## Task requirements
Once you find the line containing "if frac < 0.0" in the data below, copy it and each following line exactly, up to and including the line containing "fn to_dyadic(&self, log_m: u32, precision: &Self::Precision)", and nothing else.

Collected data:
◆ ◆ ◆ ◆ ◆

//! Arbitrary-precision torus elements on `crypto_bigint::Uint`.
//!
//! A value `x` is stored as `x · 2^W` with `W = 64 · LIMBS`, so overflow of
//! the limb array is the reduction modulo 1 exactly as on the native
//! backends. The declared precision `bits ≤ W` is enforced by keeping the
//! `W - bits` low bits at zero.
//!
//! # Invariants
//!
//! - `1 ≤ precision.bits ≤ W`.
//! - `value & !precision.keep_mask == 0` for every element produced by this
//!   module. Addition, subtraction, negation and integer multiples preserve
//!   it because the low bits of both operands are zero.

use crate::errors::{TfheError, TfheResult};
use crate::torus::Torus;
use crypto_bigint::Uint;
use rand::Rng;

#[derive(Debug, Clone, Copy, PartialEq, Eq, Default)]
pub struct BigTorus<const LIMBS: usize>(pub Uint<LIMBS>);

/// Runtime precision of a [`BigTorus`]: the modulus is `2^bits`.
#[derive(Debug, Clone, Copy, PartialEq, Eq)]
pub struct BigPrecision<const LIMBS: usize> {
    bits: u32,
    keep_mask: Uint<LIMBS>,
}

impl<const LIMBS: usize> BigPrecision<LIMBS> {
    const WIDTH: u32 = Uint::<LIMBS>::BITS as u32;

    pub fn new(bits: u32) -> TfheResult<Self> {
        if bits == 0 || bits > Self::WIDTH {
            return Err(TfheError::invalid(format!(
                "torus precision must be in [1, {}] bits, got {bits}",
                Self::WIDTH
            )));
        }
        Ok(Self {
            bits,
            keep_mask: Uint::MAX << (Self::WIDTH - bits),
        })
    }

    /// Full-width precision (`bits = 64 · LIMBS`).
    pub fn full() -> Self {
        Self {
            bits: Self::WIDTH,
            keep_mask: Uint::MAX,
        }
    }

    pub fn bits(&self) -> u32 {
        self.bits
    }

    fn check_exponent(&self, log_m: u32) {
        assert!(
            log_m <= self.bits,
            "dyadic exponent {log_m} exceeds torus precision {}",
            self.bits
        );
    }
}

impl<const LIMBS: usize> BigTorus<LIMBS> {
    const WIDTH: u32 = Uint::<LIMBS>::BITS as u32;

    /// Top 64 bits of the stored value.
    #[inline]
    fn top_word(&self) -> u64 {
        (self.0 >> (Self::WIDTH - 64)).as_words()[0]
    }

    /// Mantissa/exponent placement of `mag ∈ [0, 1)` at full width,
    /// truncating below bit 0.
    fn place_fraction(mag: f64) -> Uint<LIMBS> {
        let raw = mag.to_bits();
        let exp_field = ((raw >> 52) & 0x7ff) as i32;
        let fraction = raw & ((1u64 << 52) - 1);
        let (mantissa, exponent) = if exp_field == 0 {
            (fraction, -1074)
        } else {
            (fraction | (1u64 << 52), exp_field - 1075)
        };
        // mag < 1 implies exponent <= -53, hence shift < WIDTH.
        let shift = Self::WIDTH as i32 + exponent;
        if shift >= 0 {
            Uint::from_u64(mantissa) << shift as u32
        } else if shift > -64 {
            Uint::from_u64(mantissa >> (-shift) as u32)
        } else {
            Uint::ZERO
        }
    }
}

impl<const LIMBS: usize> Torus for BigTorus<LIMBS> {
    type Precision = BigPrecision<LIMBS>;

    #[inline]
    fn precision_bits(precision: &Self::Precision) -> u32 {
        precision.bits
    }

    fn precision_from_bits(bits: u32) -> Option<Self::Precision> {
        BigPrecision::new(bits).ok()
    }

    #[inline]
    fn zero(_: &Self::Precision) -> Self {
        Self(Uint::ZERO)
    }

    #[inline]
    fn add_assign(&mut self, rhs: &Self, _: &Self::Precision) {
        self.0 = self.0.wrapping_add(&rhs.0);
    }

    #[inline]
    fn sub_assign(&mut self, rhs: &Self, _: &Self::Precision) {
        self.0 = self.0.wrapping_sub(&rhs.0);
    }

    #[inline]
    fn neg(&self, _: &Self::Precision) -> Self {
        Self(Uint::ZERO.wrapping_sub(&self.0))
    }

    fn add_mul_int(&mut self, rhs: &Self, k: i64, _: &Self::Precision) {
        // Two's-complement sign extension of k to the full limb width.
        let mut words = [(k >> 63) as u64; LIMBS];
        words[0] = k as u64;
        let factor = Uint::from_words(words);
        self.0 = self.0.wrapping_add(&rhs.0.wrapping_mul(&factor));
    }

    fn from_real(x: f64, precision: &Self::Precision) -> Self {
        let frac = x - x.trunc();
        let mut value = Self::place_fraction(frac.abs());
        if precision.bits < Self::WIDTH {
            let half_ulp = Uint::ONE << (Self::WIDTH - precision.bits - 1);
            value = value.wrapping_add(&half_ulp) & precision.keep_mask;
        }
        if frac < 0.0 {
            value = Uint::ZERO.wrapping_sub(&value);
        }
        Self(value)
    }

    fn to_real(&self, _: &Self::Precision) -> f64 {
        self.top_word() as i64 as f64 / 2f64.powi(64)
    }

    #[inline]
    fn to_dyadic(&self, log_m: u32, precision: &Self::Precision) -> u64 {
        precision.check_exponent(log_m);
        if log_m == 0 {
            0
        } else {
            (self.0 >> (Self::WIDTH - log_m)).as_words()[0]
        }
    }

    #[inline]
    fn from_dyadic(v: u64, log_m: u32, precision: &Self::Precision) -> Self {
        precision.check_exponent(log_m);
        if log_m == 0 {
            Self(Uint::ZERO)
        } else {
            Self(Uint::from_u64(v) << (Self::WIDTH - log_m))
        }
    }

    fn uniform<R: Rng + ?Sized>(precision: &Self::Precision, rng: &mut R) -> Self {
        let mut words = [0u64; LIMBS];
        for word in &mut words {
            *word = rng.random::<u64>();
        }
        Self(Uint::from_words(words) & precision.keep_mask)
    }

    fn word_count(_: &Self::Precision) -> usize {
        LIMBS
    }

    fn write_words(&self, out: &mut Vec<u64>) {
        out.extend_from_slice(self.0.as_words());
    }

    fn read_words(words: &[u64], precision: &Self::Precision) -> Option<Self> {
        let words: [u64; LIMBS] = words.try_into().ok()?;
        let value = Uint::from_words(words);
        ((value & !precision.keep_mask) == Uint::ZERO).then_some(Self(value))
    }
}

#[cfg(test)]
mod tests {
    use super::*;
    use rand::SeedableRng;
    use rand_chacha::ChaCha20Rng;

    type T2 = BigTorus<2>;

    fn low_bits_clear(x: &T2, p: &BigPrecision<2>) -> bool {
        (x.0 & !p.keep_mask) == Uint::ZERO
    }

    #[test]
    fn precision_rejects_out_of_range_bits() {
        assert!(BigPrecision::<2>::new(0).is_err());
        assert!(BigPrecision::<2>::new(129).is_err());
        assert_eq!(BigPrecision::<2>::new(128).unwrap(), BigPrecision::full());
        assert_eq!(BigPrecision::<2>::new(100).unwrap().bits(), 100);
    }

    #[test]
    fn from_real_rounds_to_declared_precision() {
        let p = BigPrecision::<2>::new(20).unwrap();
        let x = T2::from_real(0.3, &p);
        assert!(low_bits_clear(&x, &p));
        assert!((x.to_real(&p) - 0.3).abs() <= 2f64.powi(-21));

        let neg = T2::from_real(-0.3, &p);
        assert!(low_bits_clear(&neg, &p));
        assert!((neg.to_real(&p) + 0.3).abs() <= 2f64.powi(-21));
    }

    #[test]
    fn tiny_values_keep_their_magnitude() {
        let p = BigPrecision::<2>::full();
        let e = 2f64.powi(-90);
        let x = T2::from_real(e, &p);
        assert_eq!(x.0, Uint::ONE << 38);
        let neg = T2::from_real(-e, &p);
        let mut sum = x;
        sum.add_assign(&neg, &p);
        assert_eq!(sum, T2::zero(&p));
    }

    #[test]
    fn arithmetic_preserves_zero_low_bits() {
        let p = BigPrecision::<2>::new(72).unwrap();
        let mut rng = ChaCha20Rng::seed_from_u64(5);
        let a = T2::uniform(&p, &mut rng);
        let b = T2::uniform(&p, &mut rng);
        assert!(low_bits_clear(&a, &p) && low_bits_clear(&b, &p));

        let mut acc = a;
        acc.sub_assign(&b, &p);
        acc.add_mul_int(&b, -17, &p);
        assert!(low_bits_clear(&acc, &p));
        assert!(low_bits_clear(&acc.neg(&p), &p));
    }

    #[test]
    fn add_mul_int_matches_repeated_subtraction() {
        let p = BigPrecision::<2>::full();
        let mut rng = ChaCha20Rng::seed_from_u64(8);
        let base = T2::uniform(&p, &mut rng);
        let rhs = T2::uniform(&p, &mut rng);

        let mut fast = base;
        fast.add_mul_int(&rhs, -3, &p);
        let mut slow = base;
        for _ in 0..3 {
            slow.sub_assign(&rhs, &p);
        }
        assert_eq!(fast, slow);
    }

    #[test]
    fn dyadic_views_cross_limb_boundaries() {
        let p = BigPrecision::<2>::new(100).unwrap();
        let x = T2::from_dyadic(0b1011, 70, &p);
        assert_eq!(x.to_dyadic(70, &p), 0b1011);
        assert_eq!(x.to_dyadic(67, &p), 0b1);
        assert_eq!(x.to_dyadic(0, &p), 0);
        assert_eq!(T2::from_dyadic(1, 1, &p).to_real(&p), -0.5);
    }

    #[test]
    #[should_panic(expected = "dyadic exponent 101 exceeds torus precision 100")]
    fn from_dyadic_rejects_excess_precision() {
        let p = BigPrecision::<2>::new(100).unwrap();
        let _ = T2::from_dyadic(1, 101, &p);
    }

    #[test]
    fn word_view_enforces_precision() {
        let p = BigPrecision::<2>::new(64).unwrap();
        let x = T2::from_real(0.125, &p);
        let mut words = Vec::new();
        x.write_words(&mut words);
        assert_eq!(words.len(), T2::word_count(&p));
        assert_eq!(T2::read_words(&words, &p), Some(x));
        assert_eq!(T2::read_words(&[1, 0], &p), None);
        assert_eq!(T2::read_words(&[0], &p), None);
    }
}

◆ ◆ ◆ ◆ ◆

## Your response
        if frac < 0.0 {
            value = Uint::ZERO.wrapping_sub(&value);
        }
        Self(value)
    }

    fn to_real(&self, _: &Self::Precision) -> f64 {
        self.top_word() as i64 as f64 / 2f64.powi(64)
    }

    #[inline]
    fn to_dyadic(&self, log_m: u32, precision: &Self::Precision) -> u64 {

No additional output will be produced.